Le petit garçon le savait, il n'était pas comme les autres. Cela le rendait sauvage. Il avait appris à se taire pour ne pas subir les moqueries des autres enfants.

Il s'isolait systématiquement.

Ses parents ne savaient pas quoi faire pour l'aider. D'autant plus qu'ils savaient que ce qu'il vivait, il le vivrait à vie.

Le petit garçon lui, appelons-le Yvan. Yvan donc souffrait bien un peu de son isolement, mais pas plus que ça. Son univers était tellement riche qu'il lui suffisait et il n'avait pas besoin de copains ou de copines.

Mais, quand même !

Yvan aurait bien aimé pouvoir partager ce qu'il entendait-voyait avec d'autres personnes que ses parents. En même temps, il y avait...

Mimi.

Mimi était la grand-mère d'Yvan, et comme toutes les grands-mères, son petit fils était son trésor, son chevalier, le personnage le plus important de sa vie et avec elle, tout paraissait simple, lumineux. La vie était un jeu permanent. Un jardin dans lequel on découvrait tout le temps un nouveau parterre, de nouvelles fleurs, un recoin secret supplémentaire.

Ce jour-là, Mimi était venue chercher Yvan pour le week-end.

« Bonjour mon poussin »

Yvan rit « aujourd'hui, je suis rouge »

Mimi rit également

« Mais les poussins sont jaunes, mon poussin »

« Oui, mais quand tu le dis, c'est le rouge que je vois »

Ils rirent tous les deux. La journée s'annonçait bien...

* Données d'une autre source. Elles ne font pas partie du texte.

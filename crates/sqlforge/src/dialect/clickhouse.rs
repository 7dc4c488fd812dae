//! ClickHouse dialect.

use super::{Dialect, Feature, push_hex};

/// ClickHouse: backtick identifiers, `?` placeholders, backslash string
/// escapes. No transactions, no upsert, no RETURNING. Source-less SELECTs
/// are allowed (`SELECT version()` and friends).
#[derive(Debug, Clone, Copy, Default)]
pub struct ClickHouse;

impl Dialect for ClickHouse {
    fn name(&self) -> &'static str {
        "clickhouse"
    }

    fn quote_char(&self) -> char {
        '`'
    }

    fn encode_string(&self, value: &str, out: &mut String) {
        out.push('\'');
        for ch in value.chars() {
            match ch {
                '\0' => out.push_str("\\0"),
                '\'' => out.push_str("\\'"),
                '\\' => out.push_str("\\\\"),
                '\n' => out.push_str("\\n"),
                '\r' => out.push_str("\\r"),
                '\t' => out.push_str("\\t"),
                _ => out.push(ch),
            }
        }
        out.push('\'');
    }

    fn encode_bool(&self, value: bool) -> &'static str {
        if value { "1" } else { "0" }
    }

    fn encode_bytes(&self, value: &[u8], out: &mut String) {
        out.push_str("unhex('");
        push_hex(value, out);
        out.push_str("')");
    }

    fn write_placeholder(&self, _index: usize, out: &mut String) {
        out.push('?');
    }

    fn supports(&self, _feature: Feature) -> bool {
        false
    }

    fn allows_empty_from(&self) -> bool {
        true
    }
}

#[cfg(test)]
mod tests {
    use super::*;

    #[test]
    fn backslash_escapes_strings() {
        let mut out = String::new();
        ClickHouse.encode_string("a'b\\c\nd", &mut out);
        assert_eq!(out, "'a\\'b\\\\c\\nd'");
    }

    #[test]
    fn bytes_render_through_unhex() {
        let mut out = String::new();
        ClickHouse.encode_bytes(&[0x00, 0x10], &mut out);
        assert_eq!(out, "unhex('0010')");
    }

    #[test]
    fn has_no_optional_capabilities() {
        assert!(!ClickHouse.supports(Feature::Upsert));
        assert!(!ClickHouse.supports(Feature::Returning));
        assert!(!ClickHouse.supports(Feature::Transactions));
        assert!(ClickHouse.allows_empty_from());
    }
}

C'était devenu un jeu entre eux. Yvan voyait les mots en couleurs. Il évoluait dans un univers composé de plus de couleurs que de lettres. Cela lui posait des problèmes à l'école car il avait du mal à suivre les leçons traditionnelles leçons. Il aurait fallu adapter toutes les leçons et les adultes n'avaient pas le temps, parfois pas la patience. Yvan s'était un peu éternisé dans les classes d'apprentissage...

Ses parents hésitaient à le couper d'une école traditionnelle et à le mettre dans un institut spécialisé. Mimi les encourageait à sauter le pas. On pouvait faire un essai sur une année pour voir comme Yvan vivait le changement et s'il s'adaptait. Sa grand-mère voyait avec tristesse le petit garçon se couper des autres enfants, ces derniers l'ayant catalogué dans la catégorie « débile »... et pourtant, qu'il était vivant avec elle, comme ils s'amusaient tous les deux.

Elle ne voulait pas rester la seule amie de son petit-fils.

Pour la journée, ils allaient faire des collages, de la peinture, de la cuisine. Elle raconterait des histoires et Yvan lui raconterait les couleurs, il la ferait entrer dans son univers multicolore ; elle l'initierait au monde « normal ».

Yvan entra dans un institut spécialisé, d'abord en externat pour voir comment son intégration se faisait, puis en internat.

Il ne se fit pas une multitude de copains ou de copines, mais il s'isola moins il apprit des autres qu'être différent n'était pas « mal » et que les différences étaient nombreuses.

Il apprit également la bienveillance, l'attention à l'autre, les petites attentions qui font chaud dans la région du cœur.

Le petit garçon grandit, devint un jeune homme épanoui, artiste. Ses peintures, originales, chacune partant d'un mot qu'il reproduisait ensuite en couleurs lui apportèrent une renommée singulière.

Cependant, il avait gardé de son enfance le goût pour une vie sauvage et les mondanités le laissaient froid. Il laissait cela à son agent, la très jolie Mélodie.

Mélodie entendait de la musique partout autour d'elle. Mais, contrairement à Yvan, elle adorait les gens, la foule...

Ils se complétaient parfaitement. Elle acceptait son côté Ermite, il accueillait avec joie son côté ultra-sociable.

Quand ils étaient tous les deux, Mélodie chantait ce qu'elle voyait et Yvan peignait ce que Mélodie lui chantait. Il avait forgé leur petit nid au creux duquel ils étaient heureux.

Mimi avait « grandi » également. Elle avait plus de difficultés à prendre la voiture ; c'est Yvan qui venait la voir. Elle avait aménagé son garage en atelier de peinture et il venait souvent pour profiter du calme et de sa Mimi.

Ainsi passait la vie, doucement, avec bonheur et tout en couleurs et Mimi savait que quand elle ne serait plus là, Yvan et Mélodie seraient heureux.

Alors, oui, vraiment, tout était bien.